Hypovereinsbank Vorstand diskreditiert SexarbeiterInnen
Der Vorstandsvorsitzende der Hypovereinsbank Herr Dr. Weimer glänzte am Rande einer Bankertagung mit einer sehr zweifelhaften Äußerung, die unseres Erachtens nicht unwidersprochen bleiben darf. Wir fänden es gut, wenn mehr SexarbeiterInnen auf Diskriminierung unseres Berufsstandes von Personen die in der Öffentlichkeit stehen und Meinungsführer und Multiplikatoren sind, mit öffentlichen Protesten reagieren würden.

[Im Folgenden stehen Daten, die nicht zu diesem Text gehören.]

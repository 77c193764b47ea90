//! Tracing setup and the persistent activity log.
//!
//! Events go to stderr and, when a log file is available, to an append-only
//! file in the form `YYYY-MM-DD HH:MM:SS - LEVEL - message`.

use std::fmt;
use std::fs::{File, OpenOptions};
use std::path::Path;
use std::sync::Mutex;

use chrono::Local;
use tracing::{Event, Level, Subscriber};
use tracing_subscriber::filter::LevelFilter;
use tracing_subscriber::fmt::format::Writer;
use tracing_subscriber::fmt::{FmtContext, FormatEvent, FormatFields};
use tracing_subscriber::prelude::*;
use tracing_subscriber::registry::LookupSpan;
use tracing_subscriber::EnvFilter;

use crate::error::LogError;

/// Timestamp format of log lines.
pub const LOG_TIME_FORMAT: &str = "%Y-%m-%d %H:%M:%S";

/// Formats events as `timestamp - LEVEL - message`.
#[derive(Debug, Clone, Copy, Default)]
pub struct LineFormat;

impl<S, N> FormatEvent<S, N> for LineFormat
where
    S: Subscriber + for<'a> LookupSpan<'a>,
    N: for<'a> FormatFields<'a> + 'static,
{
    fn format_event(
        &self,
        ctx: &FmtContext<'_, S, N>,
        mut writer: Writer<'_>,
        event: &Event<'_>,
    ) -> fmt::Result {
        write!(
            writer,
            "{} - {} - ",
            Local::now().format(LOG_TIME_FORMAT),
            level_name(event.metadata().level())
        )?;
        ctx.field_format().format_fields(writer.by_ref(), event)?;
        writeln!(writer)
    }
}

fn level_name(level: &Level) -> &'static str {
    if *level == Level::WARN {
        "WARNING"
    } else {
        level.as_str()
    }
}

/// Opens `path` for appending, creating it when missing.
pub fn open_log_file(path: impl AsRef<Path>) -> Result<File, LogError> {
    let path = path.as_ref();
    OpenOptions::new()
        .create(true)
        .append(true)
        .open(path)
        .map_err(|source| LogError::Unavailable {
            path: path.to_path_buf(),
            source,
        })
}

/// Installs the global subscriber.
///
/// `filter` is used unless `RUST_LOG` is set. With a log file the console
/// only shows warnings and errors; without one it shows everything the
/// filter lets through.
pub fn init(filter: &str, log_file: Option<File>) -> Result<(), LogError> {
    let env_filter = EnvFilter::try_from_default_env().unwrap_or_else(|_| EnvFilter::new(filter));

    let console_level = if log_file.is_some() {
        LevelFilter::WARN
    } else {
        LevelFilter::TRACE
    };

    let file_layer = log_file.map(|file| {
        tracing_subscriber::fmt::layer()
            .event_format(LineFormat)
            .with_writer(Mutex::new(file))
            .with_ansi(false)
    });

    tracing_subscriber::registry()
        .with(env_filter)
        .with(
            tracing_subscriber::fmt::layer()
                .with_writer(std::io::stderr)
                .with_filter(console_level),
        )
        .with(file_layer)
        .try_init()
        .map_err(|e| LogError::AlreadyInitialized(e.to_string()))
}

/// Reads the whole log file. A missing file reads as empty.
pub async fn read_log(path: impl AsRef<Path>) -> Result<String, LogError> {
    let path = path.as_ref();
    match tokio::fs::read_to_string(path).await {
        Ok(content) => Ok(content),
        Err(e) if e.kind() == std::io::ErrorKind::NotFound => Ok(String::new()),
        Err(source) => Err(LogError::Unavailable {
            path: path.to_path_buf(),
            source,
        }),
    }
}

Auf Grund der verbalen Entgleisung des Vorstandvorsitzenden der Hypovereinsbank, Herrn Dr. Weimer hat unsere UserIn Hanna (verifizierte SexarbeiterIn) einen offenen Brief verfasst, den wir, das Sexworker Forum, gerne unterstützen möchten:
Hanna H.
…
…. Leipzig
offener Brief an:
Hypovereinsbank
Herrn Dr. Theodor Weimer
- Vorsitzender des Vorstandes -
am Tucherpark 14
80538 München
Leipzig, 12.9.09
Sehr geehrter Herr Dr. Weimer,
in der Süddeutschen Zeitung vom 11.9. auf Seite 26 (Arikel: in der Männergruppe) werden Sie mit folgender Äußerung zitiert:
“Nur Kriminelle und Prostituierte haben ein schlechteres Image als wir”.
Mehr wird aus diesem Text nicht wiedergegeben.